In 1992 the Casino Container was built as a mobile futuristic Café des Artistes by German designers and in collaboration with Axel Wirths, Ulrich Leistner and Sabine Voggenreiter the architectural structure of the Container changed into a network hobo for the ECI. During a journey from Cologne via Kassel to Venice and back to Cologne the crew started to work on experimental solutions for public spaces in the media age by redefining them as an extended virtual area and elaborating electronic nomadism as an upcoming way of life.
About 80 projects were developed in cooperation with network partners in Los Angeles, Toronto, Paris, Lyon, Helsinki, Aarhus, Cologne, Graz, Sydney, Fukui, Tokyo, and others. As a meeting point and Café des Artistes the Casino Container offered hospitality to the electronic travelers, the artists and the people in the different cities. Trying to combine the real and virtual world, the crew entered new areas which were never touched before. In times of a global information society with its growing tyranny of privacy in closed chambers of one-way-communication the necessity for breaking through the barriers of fear against the alien into a real travelogue is more evident than ever before.

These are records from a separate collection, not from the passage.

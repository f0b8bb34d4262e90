//! Monte Carlo Value-at-Risk from the terminal-price distribution.

use serde::{Deserialize, Serialize};

use pathwise_math::percentile;

use crate::error::{AnalyticsError, AnalyticsResult};
use crate::simulation::SimulationResult;

/// The dashboard's confidence level.
pub const DEFAULT_CONFIDENCE_LEVEL: f64 = 0.95;

/// VaR calculation method.
#[derive(Debug, Clone, Copy, PartialEq, Eq, Serialize, Deserialize)]
pub enum VaRMethod {
    /// Monte Carlo simulation (the only method implemented here).
    MonteCarlo,
}

/// Value at Risk result.
#[derive(Debug, Clone, PartialEq, Serialize, Deserialize)]
pub struct VaRResult {
    /// The VaR value in price units. Positive means potential loss;
    /// negative means the tail quantile sits above the current price.
    pub var: f64,
    /// Confidence level (e.g., 0.95 for 95%).
    pub confidence_level: f64,
    /// Time horizon in days the simulation covered.
    pub horizon_days: usize,
    /// Method used for calculation.
    pub method: VaRMethod,
}

impl std::fmt::Display for VaRResult {
    fn fmt(&self, f: &mut std::fmt::Formatter<'_>) -> std::fmt::Result {
        write!(
            f,
            "VaR({:.0}%, {}d): ${:.2}",
            self.confidence_level * 100.0,
            self.horizon_days,
            self.var
        )
    }
}

/// Estimates VaR from a simulation result at the given confidence level.
///
/// Extracts the terminal distribution (the final price of every path),
/// takes its `(1 − confidence) × 100`-th percentile with linear
/// interpolation between closest ranks, and returns
/// `last_price − percentile` in price units.
///
/// # Arguments
///
/// * `result` - A populated simulation result
/// * `confidence_level` - Confidence level in (0, 1), e.g. 0.95 for 95%
///
/// # Errors
///
/// - `InvalidParameter` if `confidence_level` is outside (0, 1)
/// - `EmptyDistribution` if `result` holds no paths
pub fn monte_carlo_var(
    result: &SimulationResult,
    confidence_level: f64,
) -> AnalyticsResult<VaRResult> {
    if !confidence_level.is_finite() || confidence_level <= 0.0 || confidence_level >= 1.0 {
        return Err(AnalyticsError::invalid_parameter(
            "confidence_level",
            format!("must be strictly between 0 and 1, got {confidence_level}"),
        ));
    }

    let terminal = result.terminal_prices();
    if terminal.is_empty() {
        return Err(AnalyticsError::EmptyDistribution);
    }

    let tail_price = percentile(&terminal, (1.0 - confidence_level) * 100.0)?;
    Ok(VaRResult {
        var: result.last_price() - tail_price,
        confidence_level,
        horizon_days: result.horizon_days(),
        method: VaRMethod::MonteCarlo,
    })
}

/// Estimates VaR at the dashboard's fixed 95% confidence level.
///
/// # Errors
///
/// Same contract as [`monte_carlo_var`].
pub fn var_95(result: &SimulationResult) -> AnalyticsResult<VaRResult> {
    monte_carlo_var(result, DEFAULT_CONFIDENCE_LEVEL)
}

#[cfg(test)]
mod tests {
    use super::*;
    use approx::assert_relative_eq;
    use ndarray::{array, Array2};

    fn result_with_terminals(terminals: &[f64], last_price: f64) -> SimulationResult {
        // Two-day horizon: first column is irrelevant to the estimator.
        let mut paths = Array2::zeros((terminals.len(), 2));
        for (i, &t) in terminals.iter().enumerate() {
            paths[[i, 0]] = last_price;
            paths[[i, 1]] = t;
        }
        SimulationResult::new(paths, last_price, 0.02)
    }

    #[test]
    fn test_var_zero_when_terminals_equal_last_price() {
        let result = result_with_terminals(&[100.0; 20], 100.0);
        let var = var_95(&result).unwrap();
        assert_relative_eq!(var.var, 0.0, epsilon = 1e-12);
    }

    #[test]
    fn test_var_positive_when_all_terminals_below() {
        let result = result_with_terminals(&[90.0, 92.0, 95.0, 97.0, 99.0], 100.0);
        let var = var_95(&result).unwrap();
        assert!(var.var > 0.0);
    }

    #[test]
    fn test_var_negative_when_all_terminals_above() {
        // "No downside at 95% confidence" is a valid outcome, not an error.
        let result = result_with_terminals(&[101.0, 103.0, 105.0, 110.0], 100.0);
        let var = var_95(&result).unwrap();
        assert!(var.var < 0.0);
    }

    #[test]
    fn test_var_uses_interpolated_fifth_percentile() {
        let terminals: Vec<f64> = (1..=10).map(f64::from).collect();
        let result = result_with_terminals(&terminals, 100.0);
        let var = var_95(&result).unwrap();
        // 5th percentile of [1..10] is 1.45 under linear interpolation.
        assert_relative_eq!(var.var, 100.0 - 1.45, epsilon = 1e-9);
    }

    #[test]
    fn test_single_path_degenerate_distribution() {
        // Percentile of a one-element distribution is that element.
        let result = result_with_terminals(&[97.5], 100.0);
        let var = var_95(&result).unwrap();
        assert_relative_eq!(var.var, 2.5, epsilon = 1e-12);
    }

    #[test]
    fn test_empty_distribution_rejected() {
        let result = SimulationResult::new(Array2::zeros((0, 2)), 100.0, 0.02);
        assert_eq!(var_95(&result).unwrap_err(), AnalyticsError::EmptyDistribution);
    }

    #[test]
    fn test_confidence_level_bounds() {
        let result = result_with_terminals(&[99.0, 101.0], 100.0);
        for bad in [0.0, 1.0, -0.5, 1.5, f64::NAN] {
            let err = monte_carlo_var(&result, bad).unwrap_err();
            assert!(matches!(err, AnalyticsError::InvalidParameter { .. }));
        }
        monte_carlo_var(&result, 0.99).unwrap();
    }

    #[test]
    fn test_display_formats_dollars_two_decimals() {
        let var = VaRResult {
            var: 4.8703,
            confidence_level: 0.95,
            horizon_days: 30,
            method: VaRMethod::MonteCarlo,
        };
        assert_eq!(var.to_string(), "VaR(95%, 30d): $4.87");

        let no_downside = VaRResult {
            var: -1.2,
            confidence_level: 0.95,
            horizon_days: 60,
            method: VaRMethod::MonteCarlo,
        };
        assert_eq!(no_downside.to_string(), "VaR(95%, 60d): $-1.20");
    }

    #[test]
    fn test_estimator_ignores_intermediate_steps() {
        let paths = array![[500.0, 95.0], [2.0, 98.0], [700.0, 99.0]];
        let result = SimulationResult::new(paths, 100.0, 0.02);
        let var = var_95(&result).unwrap();
        // Only the last column matters.
        assert_relative_eq!(var.var, 100.0 - 95.3, epsilon = 1e-9);
    }
}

The possibilities and experiences of artistic electronic networking can be presented by making clear what is possible and what is mere media mysticism, what is interesting for public and what should have happened better inside an institutional media lab, and of course what could be the future for an international cooperation in art-networking. More than 50 artists from all over the world have worked on these different materials and they represent the state of the art of network-art.